El Holocausto no comenzó en las cámaras de gas. Comenzó antes: cuando una sociedad aceptó que la verdad es negociable. Cuando las palabras se vaciaron de sentido, cuando el lenguaje se usó para encubrir la exclusión y justificar el odio, la primera víctima no fue un pueblo concreto, sino la verdad misma. Esa erosión ética se gestó en lo cotidiano: en la burla que deshumaniza, en el silencio ante la mentira, en la aceptación pasiva de que no todos los seres humanos valen lo mismo.
Cada vez que un hecho fue subordinado a una conveniencia ideológica, se debilitó el pacto social. La verdad no es un lujo intelectual: es el cimiento que impide que la dignidad humana tenga excepciones. Cuando se la sacrifica, la moral se vuelve relativa y la injusticia, tolerable.

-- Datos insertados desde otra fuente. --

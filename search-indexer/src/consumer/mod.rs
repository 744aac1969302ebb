//! Consumer module for the search indexer ingest.
//!
//! Provides Kafka consumer functionality for receiving change records.

mod kafka_consumer;
mod messages;
mod offsets;

pub use kafka_consumer::{KafkaConsumer, DEFAULT_CHANGE_EVENTS_TOPIC};
pub use messages::{ChangePayload, MessageOffset, StreamMessage};
pub use offsets::OffsetTracker;
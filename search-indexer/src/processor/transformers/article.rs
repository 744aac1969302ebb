//! Article transformer.

use search_indexer_shared::{ArticleDocument, ContentType, IndexDocument};
use serde_json::Value;

use super::{author, ContentTransformer};
use crate::processor::fields;

#[derive(Debug, Clone, Copy, Default)]
pub struct ArticleTransformer;

impl ContentTransformer for ArticleTransformer {
    fn content_type(&self) -> ContentType {
        ContentType::Article
    }

    fn build_document(&self, record: Value) -> IndexDocument {
        IndexDocument::Article(ArticleDocument {
            title: fields::text(&record, "/gist/title"),
            description: fields::text(&record, "/gist/description"),
            author: author(&record),
            primary_category: fields::extract_optional_title(
                record.pointer("/gist/primaryCategory"),
            ),
            categories: fields::flatten_categories(record.get("categories")),
            tags: fields::flatten_tags(record.get("tags")),
            data: record,
        })
    }
}

#[cfg(test)]
mod tests {
    use super::*;
    use serde_json::json;

    #[test]
    fn test_absent_fields_serialize_as_null() {
        let document = ArticleTransformer.build_document(json!({"gist": {"title": "Hello"}}));
        let body = serde_json::to_value(&document).unwrap();

        assert_eq!(body["type"], "article");
        assert_eq!(body["articleTitle"], "Hello");
        for field in [
            "articleDescription",
            "articleAuthor",
            "articlePrimaryCategory",
            "articleCategories",
            "articleTags",
        ] {
            assert!(body.as_object().unwrap().contains_key(field), "{} missing", field);
            assert_eq!(body[field], Value::Null);
        }
    }
}
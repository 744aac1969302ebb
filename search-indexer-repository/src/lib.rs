//! # Search Indexer Repository
//!
//! This crate provides the index gateway used by the content search indexer: a
//! `SearchIndexProvider` trait over the search engine's primitives, a concrete
//! OpenSearch implementation, an in-memory provider for tests and local runs, and
//! the `IndexGateway` that layers per-site index naming, create-on-demand and
//! idempotent upsert/delete on top.

pub mod config;
pub mod errors;
pub mod gateway;
pub mod interfaces;
pub mod memory;
pub mod opensearch;
pub mod types;
pub mod utils;

pub use config::{IndexGatewayConfig, IndexLayout, IndexSettings};
pub use errors::SearchIndexError;
pub use gateway::IndexGateway;
pub use interfaces::SearchIndexProvider;
pub use memory::{MemorySearchProvider, ProviderCall};
pub use opensearch::OpenSearchProvider;
pub use types::{DeleteDocumentRequest, IndexDocumentRequest};
pub use utils::{index_name, validate_index_name};
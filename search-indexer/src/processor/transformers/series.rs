//! Series transformer.
//!
//! Series are indexed straight from the change-event image; the record handed
//! in is the unmarshalled image, not a content API response.

use search_indexer_shared::{ContentType, IndexDocument, SeriesDocument};
use serde_json::Value;

use super::ContentTransformer;
use crate::processor::fields;

#[derive(Debug, Clone, Copy, Default)]
pub struct SeriesTransformer;

impl ContentTransformer for SeriesTransformer {
    fn content_type(&self) -> ContentType {
        ContentType::Series
    }

    fn build_document(&self, record: Value) -> IndexDocument {
        IndexDocument::Series(SeriesDocument {
            title: fields::first_text(&record, &["/gist/title", "/title"]),
            description: fields::first_text(&record, &["/gist/description", "/description"]),
            primary_category: fields::extract_optional_title(
                record
                    .pointer("/gist/primaryCategory")
                    .or_else(|| record.get("primaryCategory")),
            ),
            categories: fields::flatten_categories(record.get("categories")),
            tags: fields::flatten_tags(record.get("tags")),
            people: fields::flatten_people(record.get("creditBlocks")),
            status: fields::text(&record, "/status"),
            data: record,
        })
    }
}
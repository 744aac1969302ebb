//! Event transformer.

use search_indexer_shared::{ContentType, EventDocument, IndexDocument};
use serde_json::Value;

use super::ContentTransformer;
use crate::processor::fields;

/// Builds event documents. Venue, time and date come from the first schedule entry.
#[derive(Debug, Clone, Copy, Default)]
pub struct EventTransformer;

impl ContentTransformer for EventTransformer {
    fn content_type(&self) -> ContentType {
        ContentType::Event
    }

    fn build_document(&self, record: Value) -> IndexDocument {
        let schedule = record
            .get("schedule")
            .and_then(Value::as_array)
            .and_then(|entries| entries.first());

        IndexDocument::Event(EventDocument {
            title: fields::text(&record, "/gist/title"),
            description: fields::text(&record, "/gist/description"),
            primary_category: fields::extract_optional_title(
                record.pointer("/gist/primaryCategory"),
            ),
            categories: fields::flatten_categories(record.get("categories")),
            tags: fields::flatten_tags(record.get("tags")),
            venue: schedule.and_then(|entry| fields::extract_optional_title(entry.get("venue"))),
            time: schedule.and_then(|entry| entry.get("time").and_then(fields::scalar_string)),
            date: schedule.and_then(|entry| entry.get("date").and_then(fields::scalar_string)),
            data: record,
        })
    }
}
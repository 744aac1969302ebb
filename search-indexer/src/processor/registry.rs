//! Content-type registry.

use std::collections::HashMap;
use std::sync::Arc;

use content_api::ContentFetcher;
use search_indexer_repository::IndexGateway;
use search_indexer_shared::ContentType;

use crate::loader::ContentPipeline;
use crate::processor::transformers::{
    ArticleTransformer, AudioTransformer, ContentTransformer, EventTransformer, PhotoTransformer,
    SeriesTransformer, VideoTransformer,
};

/// Where a pipeline gets the record it transforms.
#[derive(Debug, Clone, Copy, PartialEq, Eq)]
pub enum SourceMode {
    /// Fetch the authoritative record from the content API.
    Api,
    /// Use the change-event image as the record.
    EventImage,
}

/// Maps each content type to the pipeline that indexes it.
///
/// The router only dispatches to registered types; everything else is skipped.
#[derive(Default, Clone)]
pub struct TransformerRegistry {
    pipelines: HashMap<ContentType, Arc<ContentPipeline>>,
}

impl TransformerRegistry {
    pub fn new() -> Self {
        Self::default()
    }

    /// The registry used in production: every content type, series from the
    /// event image and the rest from the content API.
    pub fn standard(
        fetcher: Arc<dyn ContentFetcher>,
        gateway: &IndexGateway,
        skip_words: Vec<String>,
    ) -> Self {
        let registrations: [(Arc<dyn ContentTransformer>, SourceMode); 6] = [
            (Arc::new(VideoTransformer::new(skip_words)), SourceMode::Api),
            (Arc::new(SeriesTransformer), SourceMode::EventImage),
            (Arc::new(ArticleTransformer), SourceMode::Api),
            (Arc::new(EventTransformer), SourceMode::Api),
            (Arc::new(AudioTransformer), SourceMode::Api),
            (Arc::new(PhotoTransformer), SourceMode::Api),
        ];

        let mut registry = Self::new();
        for (transformer, source_mode) in registrations {
            registry.register(ContentPipeline::new(
                transformer,
                source_mode,
                Arc::clone(&fetcher),
                gateway,
            ));
        }
        registry
    }

    /// Register a pipeline, replacing any previous one for its content type.
    pub fn register(&mut self, pipeline: ContentPipeline) {
        self.pipelines
            .insert(pipeline.content_type(), Arc::new(pipeline));
    }

    pub fn get(&self, content_type: ContentType) -> Option<Arc<ContentPipeline>> {
        self.pipelines.get(&content_type).cloned()
    }

    pub fn len(&self) -> usize {
        self.pipelines.len()
    }

    pub fn is_empty(&self) -> bool {
        self.pipelines.is_empty()
    }
}
//! OpenSearch provider implementation.
//!
//! This module provides the concrete implementation of `SearchIndexProvider`
//! using the OpenSearch Rust crate.

use async_trait::async_trait;
use opensearch::{
    http::transport::{SingleNodeConnectionPool, TransportBuilder},
    indices::{IndicesCreateParts, IndicesExistsParts},
    params::Refresh,
    DeleteParts, IndexParts, OpenSearch,
};
use serde_json::Value;
use tracing::{debug, error, info};
use url::Url;

use crate::errors::SearchIndexError;
use crate::interfaces::SearchIndexProvider;
use crate::types::{DeleteDocumentRequest, IndexDocumentRequest};

/// Error type OpenSearch reports when creating an index that already exists.
const ALREADY_EXISTS_ERROR: &str = "resource_already_exists_exception";

/// OpenSearch provider implementation.
///
/// One instance (and one underlying HTTP client) is shared by every pipeline in
/// the process; all methods take `&self` and are safe to call concurrently.
///
/// # Example
///
/// ```ignore
/// use search_indexer_repository::{IndexDocumentRequest, OpenSearchProvider, SearchIndexProvider};
///
/// let provider = OpenSearchProvider::new("http://localhost:9200").await?;
///
/// let request = IndexDocumentRequest {
///     index: "acme".to_string(),
///     id: "v1".to_string(),
///     body: serde_json::json!({ "type": "video", "videoTitle": "X" }),
/// };
/// provider.index_document(&request).await?;
/// ```
pub struct OpenSearchProvider {
    client: OpenSearch,
}

impl OpenSearchProvider {
    /// Create a new OpenSearch provider connected to the specified URL.
    ///
    /// # Arguments
    ///
    /// * `url` - The OpenSearch server URL (e.g., "http://localhost:9200")
    ///
    /// # Returns
    ///
    /// * `Ok(OpenSearchProvider)` - A new provider instance
    /// * `Err(SearchIndexError::ValidationError)` - If the URL does not parse
    /// * `Err(SearchIndexError::ConnectionError)` - If the transport cannot be built
    pub async fn new(url: &str) -> Result<Self, SearchIndexError> {
        let parsed_url = Url::parse(url)
            .map_err(|e| SearchIndexError::validation(format!("Invalid URL '{}': {}", url, e)))?;

        let conn_pool = SingleNodeConnectionPool::new(parsed_url);
        let transport = TransportBuilder::new(conn_pool)
            .disable_proxy()
            .build()
            .map_err(|e| SearchIndexError::connection(e.to_string()))?;

        let client = OpenSearch::new(transport);

        info!(url = %url, "Created OpenSearch provider");

        Ok(Self { client })
    }

    /// Check that the cluster answers.
    ///
    /// [`OpenSearchProvider::new`] does no network I/O, so this is the readiness
    /// gate used before the indexer starts consuming.
    ///
    /// # Returns
    ///
    /// * `Ok(())` - If the cluster responded with a success status
    /// * `Err(SearchIndexError::ConnectionError)` - If it is unreachable or unhealthy
    pub async fn ping(&self) -> Result<(), SearchIndexError> {
        let response = self
            .client
            .ping()
            .send()
            .await
            .map_err(|e| SearchIndexError::connection(e.to_string()))?;

        let status = response.status_code();
        if !status.is_success() {
            return Err(SearchIndexError::connection(format!(
                "Ping failed with status {}",
                status
            )));
        }

        debug!("OpenSearch cluster is reachable");
        Ok(())
    }

    /// Whether an error body reports that the index already exists.
    fn is_already_exists(body: &str) -> bool {
        match serde_json::from_str::<Value>(body) {
            Ok(value) => value["error"]["type"] == ALREADY_EXISTS_ERROR,
            Err(_) => body.contains(ALREADY_EXISTS_ERROR),
        }
    }
}

#[async_trait]
impl SearchIndexProvider for OpenSearchProvider {
    async fn index_exists(&self, index: &str) -> Result<bool, SearchIndexError> {
        let response = self
            .client
            .indices()
            .exists(IndicesExistsParts::Index(&[index]))
            .send()
            .await
            .map_err(|e| SearchIndexError::index_create(e.to_string()))?;

        match response.status_code().as_u16() {
            200 => Ok(true),
            404 => Ok(false),
            status => {
                let error_body = response.text().await.unwrap_or_default();
                error!(index = %index, status = status, body = %error_body, "Index exists check failed");
                Err(SearchIndexError::index_create(format!(
                    "Exists check for '{}' failed with status {}: {}",
                    index, status, error_body
                )))
            }
        }
    }

    /// Create an index from a template.
    ///
    /// A `resource_already_exists_exception` response is reported as
    /// `IndexAlreadyExists` so the caller can treat a lost creation race as success.
    async fn create_index(&self, index: &str, template: &Value) -> Result<(), SearchIndexError> {
        let response = self
            .client
            .indices()
            .create(IndicesCreateParts::Index(index))
            .body(template.clone())
            .send()
            .await
            .map_err(|e| SearchIndexError::index_create(e.to_string()))?;

        let status = response.status_code();
        if !status.is_success() {
            let error_body = response.text().await.unwrap_or_default();
            if Self::is_already_exists(&error_body) {
                debug!(index = %index, "Index already exists");
                return Err(SearchIndexError::index_already_exists(index));
            }
            error!(index = %index, status = %status, body = %error_body, "Create index request failed");
            return Err(SearchIndexError::index_create(format!(
                "Create index '{}' failed with status {}: {}",
                index, status, error_body
            )));
        }

        info!(index = %index, "Index created");
        Ok(())
    }

    async fn index_document(&self, request: &IndexDocumentRequest) -> Result<(), SearchIndexError> {
        let response = self
            .client
            .index(IndexParts::IndexId(&request.index, &request.id))
            .refresh(Refresh::True)
            .body(request.body.clone())
            .send()
            .await
            .map_err(|e| SearchIndexError::index_write(e.to_string()))?;

        let status = response.status_code();
        if !status.is_success() {
            let error_body = response.text().await.unwrap_or_default();
            error!(status = %status, body = %error_body, "Index request failed");
            return Err(SearchIndexError::index_write(format!(
                "Index failed with status {}: {}",
                status, error_body
            )));
        }

        debug!(index = %request.index, doc_id = %request.id, "Document indexed");
        Ok(())
    }

    async fn delete_document(&self, request: &DeleteDocumentRequest) -> Result<(), SearchIndexError> {
        let response = self
            .client
            .delete(DeleteParts::IndexId(&request.index, &request.id))
            .refresh(Refresh::True)
            .send()
            .await
            .map_err(|e| SearchIndexError::index_delete(e.to_string()))?;

        let status = response.status_code();

        // 404 covers both a missing document and a missing index
        if status.as_u16() == 404 {
            return Err(SearchIndexError::document_not_found(&request.index, &request.id));
        }

        if !status.is_success() {
            let error_body = response.text().await.unwrap_or_default();
            error!(status = %status, body = %error_body, "Delete request failed");
            return Err(SearchIndexError::index_delete(format!(
                "Delete failed with status {}: {}",
                status, error_body
            )));
        }

        debug!(index = %request.index, doc_id = %request.id, "Document deleted");
        Ok(())
    }
}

Recordar el Holocausto no es solo honrar a las víctimas, sino asumir una advertencia vigente. Defender la verdad en la vida diaria es un acto de prevención ética. En cada elección por la honestidad, la justicia y la compasión, se desactivan los primeros pasos hacia la barbarie. Cuidar la verdad es cuidar al prójimo y mantener viva la promesa del “nunca más”.